In other words, we know that Earth’s climate is changing, but we do not know exactly what the consequences will be locally where you live. However, we can make some estimate of weather-related risks. The problem is to provide a bridge between the scientific knowledge and information that is directly relevant and tailored for decision-making.

The local dimension is important for climate change adaptation and for many decision-makers, and it is important to figure out how the climate-related risks may change on specific locations in order to be prepared. For this reason, the so-called global framework for climate services (GFCS) was established by the World Meteorological Organisation (WMO).

There are also initiatives that try to enhance our understanding of regional and local climate change, such as the COoRdinated Downscaling EXperiment (CORDEX) under the World Climate Research Programme (WCRP).

Now, the downscaling efforts are getting a renewed vigour within the IPCC, and Brazil’s INPE recently hosted a workshop on regional climate projections and their use in impacts and risk analysis studies (link).
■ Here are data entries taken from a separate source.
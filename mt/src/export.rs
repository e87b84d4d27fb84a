//! Export naming and preview helpers

use std::path::Path;

/// Shown in place of a preview when the rendered template has no content
pub const EMPTY_PREVIEW: &str = "<!doctype html><html><body style='background:#0a0a0a;color:#e5e7eb;font-family:sans-serif;padding:16px'>No content</body></html>";

/// Lower-case `name` with each whitespace run replaced by `-`
///
/// Leading and trailing runs become dashes too; callers trim names first.
pub fn slugify(name: &str) -> String {
    let mut slug = String::with_capacity(name.len());
    let mut in_whitespace = false;
    for c in name.chars() {
        if c.is_whitespace() || c == '\u{FEFF}' {
            if !in_whitespace {
                slug.push('-');
            }
            in_whitespace = true;
        } else {
            slug.push(c);
            in_whitespace = false;
        }
    }
    slug.to_lowercase()
}

/// File name for an exported, rendered template
pub fn rendered_file_name(name: &str) -> String {
    format!("{}-rendered.html", slugify(name))
}

/// File name for an exported raw template
pub fn template_file_name(name: &str) -> String {
    format!("{}.html", slugify(name))
}

/// Template name taken from an uploaded file, minus any `.html`/`.htm` suffix
pub fn template_name_from_path(path: impl AsRef<Path>) -> Option<String> {
    let file_name = path.as_ref().file_name()?.to_str()?;
    let name = [".html", ".htm"]
        .iter()
        .find_map(|ext| strip_suffix_ignore_case(file_name, ext))
        .unwrap_or(file_name);
    Some(name.to_string())
}

fn strip_suffix_ignore_case<'a>(s: &'a str, suffix: &str) -> Option<&'a str> {
    let split = s.len().checked_sub(suffix.len())?;
    let tail = s.get(split..)?;
    tail.eq_ignore_ascii_case(suffix).then(|| &s[..split])
}

/// HTML to show in a preview pane
pub fn preview_document(rendered: &str) -> &str {
    if rendered.is_empty() { EMPTY_PREVIEW } else { rendered }
}

#[cfg(test)]
mod tests {
    use super::*;

    #[test]
    fn test_slugify() {
        assert_eq!(slugify("Order Receipt"), "order-receipt");
        assert_eq!(slugify("Weekly \t News\nLetter"), "weekly-news-letter");
        assert_eq!(slugify(" Weekly News "), "-weekly-news-");
        assert_eq!(slugify("already-slugged"), "already-slugged");
    }

    #[test]
    fn test_export_file_names() {
        assert_eq!(rendered_file_name("Order Receipt"), "order-receipt-rendered.html");
        assert_eq!(template_file_name("Order Receipt"), "order-receipt.html");
    }

    #[test]
    fn test_template_name_from_path() {
        assert_eq!(template_name_from_path("mail/Welcome.HTML").as_deref(), Some("Welcome"));
        assert_eq!(template_name_from_path("promo.htm").as_deref(), Some("promo"));
        assert_eq!(template_name_from_path("notes.txt").as_deref(), Some("notes.txt"));
        assert_eq!(template_name_from_path("ünïcode.html").as_deref(), Some("ünïcode"));
        assert_eq!(template_name_from_path("/").as_deref(), None);
    }

    #[test]
    fn test_preview_document_fallback() {
        assert_eq!(preview_document("<p>Hi</p>"), "<p>Hi</p>");
        assert_eq!(preview_document(""), EMPTY_PREVIEW);
        assert_eq!(preview_document(" \n"), " \n");
    }
}
use std::fs;
use std::io::Write;
use std::path::{Path, PathBuf};

use clap::Parser;
use colored::*;
use eyre::{Context, Result};
use tracing::info;
use tracing_subscriber::EnvFilter;

use mailform::cli::{Cli, Command, Format};
use mailform::config::Config;
use mailform::input::{STDIN_TEMPLATE_NAME, collect_values, read_template};
use mailtemplate::export::{preview_document, rendered_file_name, template_file_name, template_name_from_path};
use mailtemplate::required::ensure_complete;
use mailtemplate::values::blank_values;
use mailtemplate::{FieldKind, ValueMap, extract_placeholders, form_fields, render_template};

fn setup_logging(cli_log_level: Option<&str>, config_log_level: Option<&str>) -> Result<()> {
    // Priority: CLI --log-level > config file > RUST_LOG > warn
    let filter = match cli_log_level.or(config_log_level) {
        Some(level) => EnvFilter::try_new(level).context(format!("Invalid log level: {}", level))?,
        None => EnvFilter::try_from_default_env().unwrap_or_else(|_| EnvFilter::new("warn")),
    };

    // stdout carries rendered HTML, so logs go to stderr
    tracing_subscriber::fmt()
        .with_writer(std::io::stderr)
        .with_ansi(false)
        .with_env_filter(filter)
        .try_init()
        .map_err(|e| eyre::eyre!("Failed to initialize logging: {}", e))?;

    Ok(())
}

fn write_stdout(content: &str) -> Result<()> {
    let mut stdout = std::io::stdout().lock();
    stdout.write_all(content.as_bytes()).context("Failed to write to stdout")?;
    stdout.flush()?;
    Ok(())
}

fn render(html: &str, values: &ValueMap, strict: bool) -> Result<String> {
    if strict {
        ensure_complete(&extract_placeholders(html), values)?;
    }
    Ok(render_template(html, values))
}

fn export_name(template: &str, name: Option<String>) -> String {
    name.map(|n| n.trim().to_string()).or_else(|| {
        if template == "-" {
            None
        } else {
            template_name_from_path(template)
        }
    })
    .unwrap_or_else(|| STDIN_TEMPLATE_NAME.to_string())
}

fn write_export(dir: &Path, file_name: &str, content: &str) -> Result<PathBuf> {
    fs::create_dir_all(dir).context(format!("Failed to create export directory: {}", dir.display()))?;
    let path = dir.join(file_name);
    fs::write(&path, content).context(format!("Failed to write {}", path.display()))?;
    Ok(path)
}

fn main() -> Result<()> {
    let cli = Cli::parse();

    // Load log level from config file early (before full config load)
    let config_log_level = Config::load_log_level(cli.config.as_ref());
    setup_logging(cli.log_level.as_deref(), config_log_level.as_deref()).context("Failed to setup logging")?;

    let config = Config::load(cli.config.as_ref()).context("Failed to load configuration")?;

    info!("mailform starting");

    match cli.command {
        Command::Fields { template, json } => {
            let html = read_template(&template)?;
            let fields = form_fields(&html, config.multiline_keywords.as_slice());
            if json {
                println!("{}", serde_json::to_string_pretty(&fields)?);
            } else if fields.is_empty() {
                println!(
                    "No placeholders found. Use curly braces like {{{{title}}}} in your template HTML to enable content fields."
                );
            } else {
                for field in fields {
                    let kind = match field.kind {
                        FieldKind::SingleLine => field.kind.to_string().dimmed(),
                        FieldKind::MultiLine => field.kind.to_string().yellow(),
                    };
                    println!("{} {}", field.name.cyan(), kind);
                }
            }
        }
        Command::Init { template, format } => {
            let html = read_template(&template)?;
            let blank = blank_values(&extract_placeholders(&html));
            let content = match format {
                Format::Json => format!("{}\n", serde_json::to_string_pretty(&blank)?),
                Format::Yaml => serde_yaml::to_string(&blank)?,
            };
            write_stdout(&content)?;
        }
        Command::Render {
            template,
            values,
            strict,
            output,
        } => {
            let html = read_template(&template)?;
            let values = collect_values(&values)?;
            let rendered = render(&html, &values, strict || config.strict)?;
            match output {
                Some(path) => {
                    fs::write(&path, &rendered).context(format!("Failed to write {}", path.display()))?;
                    info!(path = %path.display(), "Rendered template written");
                }
                None => write_stdout(&rendered)?,
            }
        }
        Command::Export {
            template,
            name,
            dir,
            values,
            strict,
            raw,
        } => {
            let html = read_template(&template)?;
            let name = export_name(&template, name);
            let dir = dir.unwrap_or_else(|| config.export_dir.clone());

            let path = if raw {
                write_export(&dir, &template_file_name(&name), &html)?
            } else {
                let values = collect_values(&values)?;
                let rendered = render(&html, &values, strict || config.strict)?;
                write_export(&dir, &rendered_file_name(&name), &rendered)?
            };
            println!("{} Exported to {}", "✓".green(), path.display().to_string().cyan());
        }
        Command::Preview { template, values } => {
            let html = read_template(&template)?;
            let values = collect_values(&values)?;
            let rendered = render_template(&html, &values);
            write_stdout(preview_document(&rendered))?;
        }
    }

    Ok(())
}
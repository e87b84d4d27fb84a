//! Configuration for mailform

use eyre::{Context, Result};
use serde::{Deserialize, Serialize};
use std::fs;
use std::path::{Path, PathBuf};

#[derive(Debug, Clone, Serialize, Deserialize)]
#[serde(default)]
pub struct Config {
    /// Directory that `mf export` writes into
    pub export_dir: PathBuf,

    /// Refuse to render when a placeholder has no value
    pub strict: bool,

    /// Field names containing any of these are edited as multi-line text
    pub multiline_keywords: Vec<String>,

    /// Log level used when --log-level is not given
    pub log_level: Option<String>,
}

impl Default for Config {
    fn default() -> Self {
        Self {
            export_dir: PathBuf::from("."),
            strict: false,
            multiline_keywords: mailtemplate::DEFAULT_MULTILINE_KEYWORDS
                .iter()
                .map(|k| k.to_string())
                .collect(),
            log_level: None,
        }
    }
}

/// The one key needed before logging is up
#[derive(Debug, Default, Deserialize)]
#[serde(default)]
struct LogLevelOnly {
    log_level: Option<String>,
}

impl Config {
    /// Read just `log_level` along the same fallback chain as [`Config::load`]
    ///
    /// Runs before logging is initialized, so unreadable files are skipped
    /// silently; `load` reports them once a subscriber exists.
    pub fn load_log_level(config_path: Option<&PathBuf>) -> Option<String> {
        let candidates: Vec<PathBuf> = match config_path {
            Some(path) => vec![path.clone()],
            None => std::iter::once(PathBuf::from("mailform.yml"))
                .chain(dirs::config_dir().map(|dir| dir.join("mailform").join("mailform.yml")))
                .collect(),
        };

        candidates
            .iter()
            .filter(|path| path.exists())
            .find_map(|path| {
                let content = fs::read_to_string(path).ok()?;
                serde_yaml::from_str::<LogLevelOnly>(&content).ok()
            })
            .and_then(|parsed| parsed.log_level)
    }

    /// Load configuration with fallback chain
    pub fn load(config_path: Option<&PathBuf>) -> Result<Self> {
        // An explicit path must load
        if let Some(path) = config_path {
            return Self::load_from_file(path).context(format!("Failed to load config from {}", path.display()));
        }

        // Try project-local config: ./mailform.yml
        let local_config = PathBuf::from("mailform.yml");
        if local_config.exists() {
            match Self::load_from_file(&local_config) {
                Ok(config) => return Ok(config),
                Err(e) => {
                    tracing::warn!("Failed to load config from {}: {}", local_config.display(), e);
                }
            }
        }

        // Try user config: ~/.config/mailform/mailform.yml
        if let Some(config_dir) = dirs::config_dir() {
            let user_config = config_dir.join("mailform").join("mailform.yml");
            if user_config.exists() {
                match Self::load_from_file(&user_config) {
                    Ok(config) => return Ok(config),
                    Err(e) => {
                        tracing::warn!("Failed to load config from {}: {}", user_config.display(), e);
                    }
                }
            }
        }

        Ok(Self::default())
    }

    fn load_from_file(path: &Path) -> Result<Self> {
        let content = fs::read_to_string(path).context("Failed to read config file")?;
        let config: Config = serde_yaml::from_str(&content).context("Failed to parse config file")?;
        Ok(config)
    }
}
One key question is how to make best use of our knowledge and information in decision making and climate change adaptation. How to make decisions based on climate science? To achieve this objective we need to ask who are using the information. And what do people actually need?

Not surprising, one take-home message from the workshop was that dialogue between decision-makers and scientists is important. And it is important that the scientists and users of the information (such as decision-makers or scientists from other disciplines) understand the limitations of the data and what are the consequences of climate change.

Some of the hottest debated concepts at the IPCC workshop involved “model bias” and “bias correction“, but not all who need climatological data may understand their meaning. Not that they are stupid, but many discussions on this topic are cryptic for those outside the climate research community.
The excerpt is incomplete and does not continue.